Bayes' theorem shows the relation between two conditional probabilities that are the reverse of each other. This theorem is named after Reverend Thomas Bayes (1702-1761), and is also referred to as Bayes' law or Bayes' rule (Bayes and Price, 1763). Bayes' theorem expresses the conditional probability, or `posterior probability', of an event \(A\) after \(B\) is observed in terms of the `prior probability' of \(A\), prior probability of \(B\), and the conditional probability of \(B\) given \(A\). Bayes' theorem is valid in all common interpretations of probability. This function provides one of several forms of calculations that are possible with Bayes' theorem.

`BayesTheorem(PrA, PrBA)`

PrA

This required argument is the prior probability of \(A\), or \(\Pr(A)\).

PrBA

This required argument is the conditional probability of \(B\) given \(A\) or \(\Pr(B | A)\), and is known as the data, evidence, or likelihood.

The `BayesTheorem`

function returns the conditional probability
of \(A\) given \(B\), known in Bayesian inference as the
posterior. The returned object is of class `bayestheorem`

.

Bayes' theorem provides an expression for the conditional probability of \(A\) given \(B\), which is equal to

$$\Pr(A | B) = \frac{\Pr(B | A)\Pr(A)}{\Pr(B)}$$

For example, suppose one asks the question: what is the probability of going to Hell, conditional on consorting (or given that a person consorts) with Laplace's Demon. By replacing \(A\) with \(Hell\) and \(B\) with \(Consort\), the question becomes

$$\Pr(\mathrm{Hell} | \mathrm{Consort}) = \frac{\Pr(\mathrm{Consort} | \mathrm{Hell})\Pr(\mathrm{Hell})}{\Pr(\mathrm{Consort})}$$

Note that a common fallacy is to assume that \(\Pr(A | B) = \Pr(B | A)\), which is called the conditional probability fallacy.

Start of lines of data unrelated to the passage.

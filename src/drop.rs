// Copyright (c) 2026 rezky_nightky

use crate::vec2::Vec2;

#[derive(Clone, Copy, Debug)]
pub struct Drop {
    pub position: Vec2,
    pub velocity: Vec2,
    pub length: f64,
}

impl Drop {
    pub fn new(position: Vec2, velocity: Vec2, length: f64) -> Self {
        Self {
            position,
            velocity,
            length,
        }
    }

    pub fn apply_gravity(&mut self, gravity: f64) {
        self.velocity.add_xy(0.0, gravity);
    }

    pub fn advance(&mut self) {
        self.position.add(self.velocity);
    }

    // The segment spans position.y - length ..= position.y; the drop is gone
    // once its trailing end clears the bottom edge.
    pub fn past_bottom(&self, bottom: f64) -> bool {
        self.position.y - self.length > bottom
    }
}
// Copyright (c) 2026 rezky_nightky

use crate::color;
use crate::config::Settings;
use crate::edges::ScreenEdges;
use crate::fps::FpsCounter;
use crate::frame::Frame;
use crate::pool::DropPool;
use crate::sampler::{Photo, PixelSampler};

pub struct Rain {
    pub settings: Settings,
    pool: DropPool,
    sampler: PixelSampler,
    edges: ScreenEdges,
    viewport: (u16, u16),
    fps: FpsCounter,
    paused: bool,
}

impl Rain {
    pub fn new(settings: Settings, viewport: (u16, u16), seed: Option<u64>) -> Self {
        let edges = ScreenEdges::new(viewport.0 as f64, viewport.1 as f64, settings.margin);
        let mut pool = DropPool::new(seed);
        pool.populate(settings.count, &settings, &edges);
        Self {
            settings,
            pool,
            sampler: PixelSampler::new(color::RAIN_DROP),
            edges,
            viewport,
            fps: FpsCounter::new(),
            paused: false,
        }
    }

    pub fn load_photo(&mut self, photo: Photo) {
        self.sampler
            .set_photo(photo, self.viewport.0, self.viewport.1, self.settings.precision);
    }

    pub fn handle_resize(&mut self, width: u16, height: u16) {
        self.viewport = (width, height);
        self.edges = ScreenEdges::new(width as f64, height as f64, self.settings.margin);
        self.sampler.rebuild(width, height, self.settings.precision);
    }

    pub fn repopulate(&mut self) {
        self.pool.clear();
        self.pool
            .populate(self.settings.count, &self.settings, &self.edges);
    }

    pub fn set_count(&mut self, count: usize) {
        self.settings.count = count;
        self.pool.resize(count, &self.settings, &self.edges);
    }

    pub fn set_gravity(&mut self, gravity: f64) {
        self.settings.gravity = gravity;
    }

    pub fn set_stroke_width(&mut self, width: u16) {
        self.settings.stroke_width = width;
    }

    pub fn set_precision(&mut self, precision: u32) {
        self.settings.precision = precision;
        self.sampler
            .rebuild(self.viewport.0, self.viewport.1, precision);
    }

    pub fn toggle_fps(&mut self) {
        self.settings.show_fps = !self.settings.show_fps;
    }

    pub fn toggle_pause(&mut self) {
        self.paused = !self.paused;
    }

    // One tick: fade, draw every drop at its pre-step position, then step
    // physics. Drawing and stepping are never interleaved per drop.
    pub fn tick(&mut self, frame: &mut Frame) {
        if self.paused {
            return;
        }

        self.fps.tick();
        frame.fade(self.settings.fade);
        self.draw_drops(frame);
        if self.settings.show_fps {
            self.draw_fps(frame);
        }
        self.pool
            .step(self.settings.gravity, &self.settings, &self.edges);
    }

    fn draw_drops(&self, frame: &mut Frame) {
        let stroke = self.settings.stroke_width.max(1);
        for d in self.pool.drops() {
            let x = d.position.x.floor();
            let y_tip = d.position.y.floor();
            if y_tip < 0.0 {
                continue;
            }
            let color = self.sampler.color_at(x, y_tip);

            let y_top = (d.position.y - d.length).floor().max(0.0) as u16;
            let y_bottom = y_tip as u16;
            for w in 0..stroke {
                let cx = x + w as f64;
                if cx >= 0.0 && cx < frame.width as f64 {
                    frame.draw_vline(cx as u16, y_top, y_bottom, color);
                }
            }
        }
    }

    fn draw_fps(&self, frame: &mut Frame) {
        let text = self.fps.frames().to_string();
        frame.draw_text(1, 0, &text, color::FPS_TEXT);
    }
}

#[cfg(test)]
mod tests {
    use super::*;
    use crate::color::Rgb;
    use crate::drop::Drop;
    use crate::vec2::Vec2;

    const BG: Rgb = Rgb::new(10, 10, 10);

    fn test_settings(count: usize) -> Settings {
        Settings {
            count,
            gravity: 0.05,
            min_length: 3.0,
            max_length: 5.0,
            min_speed: 1.0,
            max_speed: 2.0,
            stroke_width: 1,
            margin: 0.0,
            precision: 1,
            fade: 0.1,
            show_fps: false,
        }
    }

    #[test]
    fn tick_draws_pre_step_position_then_steps() {
        let mut rain = Rain::new(test_settings(1), (40, 20), Some(7));
        rain.pool.drops[0] = Drop::new(Vec2::new(5.3, 10.7), Vec2::new(0.0, 1.0), 3.0);
        let mut frame = Frame::new(40, 20, BG);
        frame.clear_dirty();

        rain.tick(&mut frame);

        // Segment drawn at the floored pre-step position, fallback-tinted.
        for y in 7..=10 {
            let cell = frame.get(5, y).unwrap();
            assert_eq!(cell.ch, '█');
            assert_eq!(cell.fg, Some(color::RAIN_DROP));
        }
        assert_eq!(frame.get(5, 11).unwrap().ch, ' ');

        // Physics advanced after drawing.
        let d = &rain.pool.drops[0];
        assert!((d.velocity.y - 1.05).abs() < 1e-9);
        assert!((d.position.y - 11.75).abs() < 1e-9);
    }

    #[test]
    fn paused_tick_leaves_frame_and_pool_untouched() {
        let mut rain = Rain::new(test_settings(4), (40, 20), Some(8));
        let before: Vec<_> = rain.pool.drops().to_vec();
        let mut frame = Frame::new(40, 20, BG);
        frame.clear_dirty();

        rain.toggle_pause();
        rain.tick(&mut frame);

        assert!(!frame.is_dirty_all() && frame.dirty_indices().is_empty());
        for (b, a) in before.iter().zip(rain.pool.drops()) {
            assert_eq!(b.position, a.position);
        }

        rain.toggle_pause();
        rain.tick(&mut frame);
        assert!(!frame.dirty_indices().is_empty());
    }

    #[test]
    fn count_changes_route_through_resize() {
        let mut rain = Rain::new(test_settings(100), (40, 20), Some(9));
        rain.set_count(5);
        assert_eq!(rain.pool.len(), 5);
        rain.set_count(50);
        assert_eq!(rain.pool.len(), 50);
    }

    #[test]
    fn fps_overlay_appears_when_toggled() {
        let mut rain = Rain::new(test_settings(0), (40, 20), Some(10));
        let mut frame = Frame::new(40, 20, BG);

        rain.tick(&mut frame);
        assert_eq!(frame.get(1, 0).unwrap().ch, ' ');

        rain.toggle_fps();
        rain.tick(&mut frame);
        assert_eq!(frame.get(1, 0).unwrap().ch, '0');
        assert_eq!(frame.get(1, 0).unwrap().fg, Some(color::FPS_TEXT));
    }
}
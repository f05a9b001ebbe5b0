// Copyright (c) 2026 rezky_nightky

use rand::rngs::StdRng;
use rand::{Rng, SeedableRng};

use crate::config::Settings;
use crate::drop::Drop;
use crate::edges::ScreenEdges;
use crate::vec2::Vec2;

#[derive(Clone, Copy, Debug, PartialEq, Eq)]
pub enum SpawnPolicy {
    UniformRandom,
    TopEdge,
}

pub struct DropPool {
    pub(crate) drops: Vec<Drop>,
    rng: StdRng,
}

impl DropPool {
    pub fn new(seed: Option<u64>) -> Self {
        let rng = match seed {
            Some(s) => StdRng::seed_from_u64(s),
            None => StdRng::from_os_rng(),
        };
        Self {
            drops: Vec::new(),
            rng,
        }
    }

    #[allow(dead_code)]
    pub fn len(&self) -> usize {
        self.drops.len()
    }

    pub fn drops(&self) -> &[Drop] {
        &self.drops
    }

    fn random_range(&mut self, lo: f64, hi: f64) -> f64 {
        if hi > lo {
            self.rng.random_range(lo..hi)
        } else {
            lo
        }
    }

    pub fn spawn(&mut self, policy: SpawnPolicy, settings: &Settings, edges: &ScreenEdges) -> Drop {
        let (x, y) = match policy {
            SpawnPolicy::UniformRandom => (
                self.random_range(edges.left, edges.right),
                self.random_range(edges.top, edges.bottom),
            ),
            SpawnPolicy::TopEdge => (self.random_range(edges.left, edges.right), 0.0),
        };
        let speed_y = self.random_range(settings.min_speed, settings.max_speed);
        let length = self.random_range(settings.min_length, settings.max_length);
        Drop::new(Vec2::new(x, y), Vec2::new(0.0, speed_y), length)
    }

    pub fn populate(&mut self, count: usize, settings: &Settings, edges: &ScreenEdges) {
        for _ in 0..count {
            let d = self.spawn(SpawnPolicy::UniformRandom, settings, edges);
            self.drops.push(d);
        }
    }

    pub fn clear(&mut self) {
        self.drops.clear();
    }

    // The only population-size adjustment path: truncation keeps the
    // earliest-created drops in order, growth appends uniform-random ones.
    pub fn resize(&mut self, target: usize, settings: &Settings, edges: &ScreenEdges) {
        if self.drops.len() >= target {
            self.drops.truncate(target);
        } else {
            let shortfall = target - self.drops.len();
            self.populate(shortfall, settings, edges);
        }
    }

    pub fn step(&mut self, gravity: f64, settings: &Settings, edges: &ScreenEdges) {
        for i in 0..self.drops.len() {
            self.drops[i].apply_gravity(gravity);
            self.drops[i].advance();
            if self.drops[i].past_bottom(edges.bottom) {
                // In-place replacement: the fresh drop keeps the slot and is
                // skipped until the next step.
                let fresh = self.spawn(SpawnPolicy::TopEdge, settings, edges);
                self.drops[i] = fresh;
            }
        }
    }
}

#[cfg(test)]
mod tests {
    use super::*;

    fn test_settings() -> Settings {
        Settings {
            count: 1200,
            gravity: 0.05,
            min_length: 7.0,
            max_length: 12.0,
            min_speed: 1.0,
            max_speed: 4.0,
            stroke_width: 1,
            margin: 0.0,
            precision: 1,
            fade: 0.1,
            show_fps: false,
        }
    }

    fn test_edges() -> ScreenEdges {
        ScreenEdges::new(800.0, 600.0, 0.0)
    }

    #[test]
    fn resize_truncates_keeping_first_in_order() {
        let settings = test_settings();
        let edges = test_edges();
        let mut pool = DropPool::new(Some(0x1234567));
        pool.populate(1200, &settings, &edges);
        assert_eq!(pool.len(), 1200);

        let kept: Vec<_> = pool.drops()[..500]
            .iter()
            .map(|d| (d.position, d.length))
            .collect();
        pool.resize(500, &settings, &edges);
        assert_eq!(pool.len(), 500);
        for (d, (pos, len)) in pool.drops().iter().zip(kept) {
            assert_eq!(d.position, pos);
            assert_eq!(d.length, len);
        }
    }

    #[test]
    fn resize_grows_to_target() {
        let settings = test_settings();
        let edges = test_edges();
        let mut pool = DropPool::new(Some(1));
        pool.populate(10, &settings, &edges);
        pool.resize(25, &settings, &edges);
        assert_eq!(pool.len(), 25);
        pool.resize(0, &settings, &edges);
        assert_eq!(pool.len(), 0);
    }

    #[test]
    fn spawn_respects_policy_and_ranges() {
        let settings = test_settings();
        let edges = test_edges();
        let mut pool = DropPool::new(Some(2));

        for _ in 0..100 {
            let d = pool.spawn(SpawnPolicy::UniformRandom, &settings, &edges);
            assert!(d.position.x >= edges.left && d.position.x < edges.right);
            assert!(d.position.y >= edges.top && d.position.y < edges.bottom);
            assert_eq!(d.velocity.x, 0.0);
            assert!(d.velocity.y >= 1.0 && d.velocity.y < 4.0);
            assert!(d.length >= 7.0 && d.length < 12.0);
        }

        for _ in 0..100 {
            let d = pool.spawn(SpawnPolicy::TopEdge, &settings, &edges);
            assert_eq!(d.position.y, 0.0);
            assert!(d.position.x >= edges.left && d.position.x < edges.right);
        }
    }

    #[test]
    fn step_accelerates_and_descends() {
        let settings = test_settings();
        let edges = test_edges();
        let mut pool = DropPool::new(Some(3));
        pool.populate(50, &settings, &edges);

        let before: Vec<_> = pool.drops().to_vec();
        pool.step(settings.gravity, &settings, &edges);

        for (b, a) in before.iter().zip(pool.drops()) {
            if a.position.y == 0.0 {
                continue; // respawned this step
            }
            assert!(a.velocity.y > b.velocity.y);
            assert!(a.position.y > b.position.y);
        }
    }

    #[test]
    fn respawn_triggers_only_past_bottom() {
        let settings = test_settings();
        let edges = ScreenEdges::new(800.0, 600.0, 0.0);
        let mut pool = DropPool::new(Some(4));
        pool.populate(2, &settings, &edges);

        // 605 - 10 = 595 <= 600: stays. 615 - 10 = 605 > 600: respawns.
        pool.drops[0] = Drop::new(Vec2::new(10.0, 605.0), Vec2::new(0.0, 0.0), 10.0);
        pool.drops[1] = Drop::new(Vec2::new(10.0, 615.0), Vec2::new(0.0, 0.0), 10.0);

        pool.step(0.0, &settings, &edges);

        assert!(pool.drops[0].position.y > 600.0);
        assert_eq!(pool.drops[1].position.y, 0.0);
        // Fresh drop is not instantly off-screen again.
        assert!(pool.drops[1].position.y - pool.drops[1].length <= edges.bottom);
        assert!(pool.drops[1].velocity.y >= settings.min_speed);
    }
}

Another way to state Bayes' theorem (and this is the form in the provided function) is

$$\Pr(A_i | B) = \frac{\Pr(B | A_i)\Pr(A_i)}{\Pr(B | A_i)\Pr(A_i) +\dots+ \Pr(B | A_n)\Pr(A_n)}$$

Let's examine our *burning* question, by replacing
\(A_i\) with Hell or Heaven, and replacing \(B\) with
Consort

\(\Pr(A_1) = \Pr(\mathrm{Hell})\)

\(\Pr(A_2) = \Pr(\mathrm{Heaven})\)

\(\Pr(B) = \Pr(\mathrm{Consort})\)

\(\Pr(A_1 | B) = \Pr(\mathrm{Hell} | \mathrm{Consort})\)

\(\Pr(A_2 | B) = \Pr(\mathrm{Heaven} | \mathrm{Consort})\)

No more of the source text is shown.